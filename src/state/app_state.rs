use std::sync::Arc;

use crate::config::{Config, MissingContactPolicy, SentCriterion};
use crate::db::Store;
use crate::utils::pixel::Pixel;

pub struct AppState {
    pub store: Arc<dyn Store>,
    pub pixel: Pixel,
    pub missing_contact: MissingContactPolicy,
    pub sent_criterion: SentCriterion,
}

impl AppState {
    pub fn new(store: Arc<dyn Store>, pixel: Pixel, config: &Config) -> Self {
        Self {
            store,
            pixel,
            missing_contact: config.missing_contact,
            sent_criterion: config.sent_criterion,
        }
    }
}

Task details » Output the material verbatim.

Written solution »
filename src/state/app_state.rs
use std::sync::Arc;

use crate::config::{Config, MissingContactPolicy, SentCriterion};
use crate::db::Store;
use crate::utils::pixel::Pixel;

pub struct AppState {
    pub store: Arc<dyn Store>,
    pub pixel: Pixel,
    pub missing_contact: MissingContactPolicy,
    pub sent_criterion: SentCriterion,
}

impl AppState {
    pub fn new(store: Arc<dyn Store>, pixel: Pixel, config: &Config) -> Self {
        Self {
            store,
            pixel,
            missing_contact: config.missing_contact,
            sent_criterion: config.sent_criterion,
        }
    }
}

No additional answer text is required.